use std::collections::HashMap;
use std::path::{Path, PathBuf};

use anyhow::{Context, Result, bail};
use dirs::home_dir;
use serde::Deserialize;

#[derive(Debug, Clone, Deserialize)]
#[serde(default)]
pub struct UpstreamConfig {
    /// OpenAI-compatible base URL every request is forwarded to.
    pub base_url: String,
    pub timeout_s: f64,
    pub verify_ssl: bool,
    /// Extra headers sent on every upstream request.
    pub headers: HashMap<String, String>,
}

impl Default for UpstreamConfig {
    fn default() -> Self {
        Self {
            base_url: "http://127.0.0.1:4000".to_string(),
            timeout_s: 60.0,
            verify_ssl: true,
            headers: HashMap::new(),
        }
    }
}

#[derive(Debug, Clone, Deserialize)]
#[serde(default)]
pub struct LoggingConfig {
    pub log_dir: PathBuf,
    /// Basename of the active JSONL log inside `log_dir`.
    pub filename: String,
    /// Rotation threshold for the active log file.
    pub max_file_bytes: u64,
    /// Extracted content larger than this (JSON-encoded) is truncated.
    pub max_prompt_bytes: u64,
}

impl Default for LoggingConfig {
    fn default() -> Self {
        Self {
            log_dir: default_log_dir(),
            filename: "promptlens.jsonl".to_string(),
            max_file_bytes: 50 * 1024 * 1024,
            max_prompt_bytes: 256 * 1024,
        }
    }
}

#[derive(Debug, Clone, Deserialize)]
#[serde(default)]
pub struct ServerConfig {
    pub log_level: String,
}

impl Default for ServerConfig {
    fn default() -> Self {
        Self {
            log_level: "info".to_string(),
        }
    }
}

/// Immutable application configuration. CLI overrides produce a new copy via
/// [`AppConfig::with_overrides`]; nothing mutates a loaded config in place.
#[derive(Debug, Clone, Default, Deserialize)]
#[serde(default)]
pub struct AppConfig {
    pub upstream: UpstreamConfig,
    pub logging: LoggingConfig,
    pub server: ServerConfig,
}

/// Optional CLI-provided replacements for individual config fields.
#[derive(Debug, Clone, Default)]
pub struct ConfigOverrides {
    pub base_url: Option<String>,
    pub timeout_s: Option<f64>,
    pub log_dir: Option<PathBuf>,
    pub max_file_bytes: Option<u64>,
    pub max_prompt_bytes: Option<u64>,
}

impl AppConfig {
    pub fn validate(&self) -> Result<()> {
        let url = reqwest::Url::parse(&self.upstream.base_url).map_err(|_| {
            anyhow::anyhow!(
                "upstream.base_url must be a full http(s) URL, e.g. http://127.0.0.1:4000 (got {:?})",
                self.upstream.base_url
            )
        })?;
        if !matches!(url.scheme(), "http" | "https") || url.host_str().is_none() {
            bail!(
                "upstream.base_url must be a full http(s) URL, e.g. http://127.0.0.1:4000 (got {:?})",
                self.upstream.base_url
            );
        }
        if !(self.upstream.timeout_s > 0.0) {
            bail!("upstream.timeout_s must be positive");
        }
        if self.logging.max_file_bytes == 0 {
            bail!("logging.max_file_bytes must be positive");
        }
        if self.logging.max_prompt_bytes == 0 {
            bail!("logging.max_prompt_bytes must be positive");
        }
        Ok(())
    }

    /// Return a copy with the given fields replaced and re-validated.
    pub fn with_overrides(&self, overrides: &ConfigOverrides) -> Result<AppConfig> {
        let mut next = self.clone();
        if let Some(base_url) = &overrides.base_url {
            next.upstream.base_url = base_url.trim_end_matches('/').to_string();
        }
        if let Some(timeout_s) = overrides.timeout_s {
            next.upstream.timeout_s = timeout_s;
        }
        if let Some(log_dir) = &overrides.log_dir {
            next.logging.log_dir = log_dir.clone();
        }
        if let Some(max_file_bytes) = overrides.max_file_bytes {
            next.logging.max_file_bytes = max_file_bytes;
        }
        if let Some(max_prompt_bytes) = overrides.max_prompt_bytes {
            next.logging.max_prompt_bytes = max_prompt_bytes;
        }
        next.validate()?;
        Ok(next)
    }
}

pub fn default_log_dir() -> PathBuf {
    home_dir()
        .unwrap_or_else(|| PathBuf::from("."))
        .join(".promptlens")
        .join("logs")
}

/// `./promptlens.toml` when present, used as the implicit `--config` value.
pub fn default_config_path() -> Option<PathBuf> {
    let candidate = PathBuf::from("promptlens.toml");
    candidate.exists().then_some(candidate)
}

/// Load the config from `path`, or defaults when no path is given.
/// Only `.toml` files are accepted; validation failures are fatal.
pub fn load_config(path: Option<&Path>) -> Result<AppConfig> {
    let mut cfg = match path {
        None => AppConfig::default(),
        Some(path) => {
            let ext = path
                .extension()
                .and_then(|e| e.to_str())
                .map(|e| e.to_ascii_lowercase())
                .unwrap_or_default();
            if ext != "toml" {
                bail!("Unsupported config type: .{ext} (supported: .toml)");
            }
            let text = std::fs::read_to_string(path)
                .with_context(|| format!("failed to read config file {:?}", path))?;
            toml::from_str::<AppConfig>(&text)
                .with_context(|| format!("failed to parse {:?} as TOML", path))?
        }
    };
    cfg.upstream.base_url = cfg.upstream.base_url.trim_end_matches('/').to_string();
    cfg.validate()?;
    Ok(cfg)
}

○ ○ ○ ○

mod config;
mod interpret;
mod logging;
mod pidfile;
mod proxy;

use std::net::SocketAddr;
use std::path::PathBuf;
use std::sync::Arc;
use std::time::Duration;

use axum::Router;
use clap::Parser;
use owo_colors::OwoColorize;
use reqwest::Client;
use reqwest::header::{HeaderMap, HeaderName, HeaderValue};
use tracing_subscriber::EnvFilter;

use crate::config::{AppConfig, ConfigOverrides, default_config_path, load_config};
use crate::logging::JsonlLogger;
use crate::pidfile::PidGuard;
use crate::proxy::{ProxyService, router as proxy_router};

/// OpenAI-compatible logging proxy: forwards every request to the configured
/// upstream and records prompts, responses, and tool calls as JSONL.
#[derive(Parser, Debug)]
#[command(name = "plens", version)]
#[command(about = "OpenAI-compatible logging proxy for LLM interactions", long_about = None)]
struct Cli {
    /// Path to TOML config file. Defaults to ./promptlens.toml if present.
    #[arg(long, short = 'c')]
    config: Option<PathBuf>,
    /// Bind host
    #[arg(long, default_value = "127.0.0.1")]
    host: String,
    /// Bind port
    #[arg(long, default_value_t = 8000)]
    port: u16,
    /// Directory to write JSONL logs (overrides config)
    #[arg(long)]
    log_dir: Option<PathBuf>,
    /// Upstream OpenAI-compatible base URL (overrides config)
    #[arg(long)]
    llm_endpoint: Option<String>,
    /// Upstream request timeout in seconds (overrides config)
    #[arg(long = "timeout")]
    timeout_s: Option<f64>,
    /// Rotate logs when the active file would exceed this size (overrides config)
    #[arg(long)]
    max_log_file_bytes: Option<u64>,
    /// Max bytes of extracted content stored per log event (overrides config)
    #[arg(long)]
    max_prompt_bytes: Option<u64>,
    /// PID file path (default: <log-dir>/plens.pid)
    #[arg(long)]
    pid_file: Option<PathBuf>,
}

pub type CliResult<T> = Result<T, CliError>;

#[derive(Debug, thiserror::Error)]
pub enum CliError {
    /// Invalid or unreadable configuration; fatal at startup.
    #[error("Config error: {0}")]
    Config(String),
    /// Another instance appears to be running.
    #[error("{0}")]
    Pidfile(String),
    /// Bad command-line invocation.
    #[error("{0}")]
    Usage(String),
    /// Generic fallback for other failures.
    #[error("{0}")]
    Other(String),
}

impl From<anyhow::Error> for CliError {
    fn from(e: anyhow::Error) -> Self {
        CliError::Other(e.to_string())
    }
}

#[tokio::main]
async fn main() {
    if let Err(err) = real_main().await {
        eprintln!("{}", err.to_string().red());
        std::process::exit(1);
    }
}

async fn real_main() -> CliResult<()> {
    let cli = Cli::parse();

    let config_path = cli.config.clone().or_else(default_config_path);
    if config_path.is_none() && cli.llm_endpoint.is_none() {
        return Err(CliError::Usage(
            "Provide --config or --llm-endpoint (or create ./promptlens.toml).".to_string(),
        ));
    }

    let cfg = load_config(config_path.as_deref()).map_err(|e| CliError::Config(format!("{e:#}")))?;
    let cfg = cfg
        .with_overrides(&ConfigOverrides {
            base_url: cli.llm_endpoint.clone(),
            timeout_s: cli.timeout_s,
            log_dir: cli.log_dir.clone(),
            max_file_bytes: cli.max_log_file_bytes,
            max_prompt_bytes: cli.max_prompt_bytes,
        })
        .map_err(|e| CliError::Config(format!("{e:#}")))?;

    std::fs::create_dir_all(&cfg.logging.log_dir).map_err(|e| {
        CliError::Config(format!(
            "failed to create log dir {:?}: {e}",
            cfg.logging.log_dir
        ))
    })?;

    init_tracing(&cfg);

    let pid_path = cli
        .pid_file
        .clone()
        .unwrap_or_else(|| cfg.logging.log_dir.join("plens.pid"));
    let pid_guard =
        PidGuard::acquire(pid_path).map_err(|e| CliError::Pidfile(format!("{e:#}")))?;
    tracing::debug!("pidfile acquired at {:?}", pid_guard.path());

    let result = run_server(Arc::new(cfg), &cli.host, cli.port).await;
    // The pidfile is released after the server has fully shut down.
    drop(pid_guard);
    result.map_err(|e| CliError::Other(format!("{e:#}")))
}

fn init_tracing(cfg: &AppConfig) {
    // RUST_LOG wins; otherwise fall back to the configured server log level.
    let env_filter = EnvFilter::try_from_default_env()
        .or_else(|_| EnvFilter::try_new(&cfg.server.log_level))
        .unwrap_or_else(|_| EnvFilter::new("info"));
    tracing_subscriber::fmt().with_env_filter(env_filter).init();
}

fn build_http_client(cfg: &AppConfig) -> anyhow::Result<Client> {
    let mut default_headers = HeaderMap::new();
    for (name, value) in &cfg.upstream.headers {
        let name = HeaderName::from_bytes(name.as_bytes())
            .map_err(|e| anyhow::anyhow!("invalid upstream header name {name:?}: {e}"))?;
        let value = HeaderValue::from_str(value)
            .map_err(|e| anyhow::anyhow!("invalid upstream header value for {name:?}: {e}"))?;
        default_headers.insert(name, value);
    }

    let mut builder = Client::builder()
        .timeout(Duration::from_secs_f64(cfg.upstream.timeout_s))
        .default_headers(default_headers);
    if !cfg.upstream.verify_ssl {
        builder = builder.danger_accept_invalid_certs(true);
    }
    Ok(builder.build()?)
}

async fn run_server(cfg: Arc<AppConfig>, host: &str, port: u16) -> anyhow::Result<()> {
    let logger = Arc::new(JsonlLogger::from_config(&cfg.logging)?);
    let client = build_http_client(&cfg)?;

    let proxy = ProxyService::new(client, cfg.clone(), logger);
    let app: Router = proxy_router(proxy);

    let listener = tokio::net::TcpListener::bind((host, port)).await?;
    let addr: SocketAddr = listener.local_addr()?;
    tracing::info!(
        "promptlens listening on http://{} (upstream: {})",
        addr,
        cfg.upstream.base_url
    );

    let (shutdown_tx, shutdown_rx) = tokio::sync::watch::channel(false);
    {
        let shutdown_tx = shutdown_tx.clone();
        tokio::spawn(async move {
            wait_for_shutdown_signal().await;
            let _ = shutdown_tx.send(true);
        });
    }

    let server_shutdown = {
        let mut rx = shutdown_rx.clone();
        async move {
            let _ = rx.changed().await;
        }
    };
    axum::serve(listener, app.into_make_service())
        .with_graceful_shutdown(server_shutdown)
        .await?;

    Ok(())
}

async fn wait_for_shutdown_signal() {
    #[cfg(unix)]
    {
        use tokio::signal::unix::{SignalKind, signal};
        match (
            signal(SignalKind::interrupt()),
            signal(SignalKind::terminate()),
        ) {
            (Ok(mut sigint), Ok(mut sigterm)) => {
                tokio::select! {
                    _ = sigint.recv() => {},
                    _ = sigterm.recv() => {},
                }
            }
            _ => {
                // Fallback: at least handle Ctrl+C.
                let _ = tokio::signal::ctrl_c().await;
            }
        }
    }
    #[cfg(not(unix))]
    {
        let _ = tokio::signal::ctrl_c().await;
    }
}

○ ○ ○ ○

REQUIRED WORK: The word "active" appears in how many lines of the data? Answer with only the number.

TASK ANSWER: 3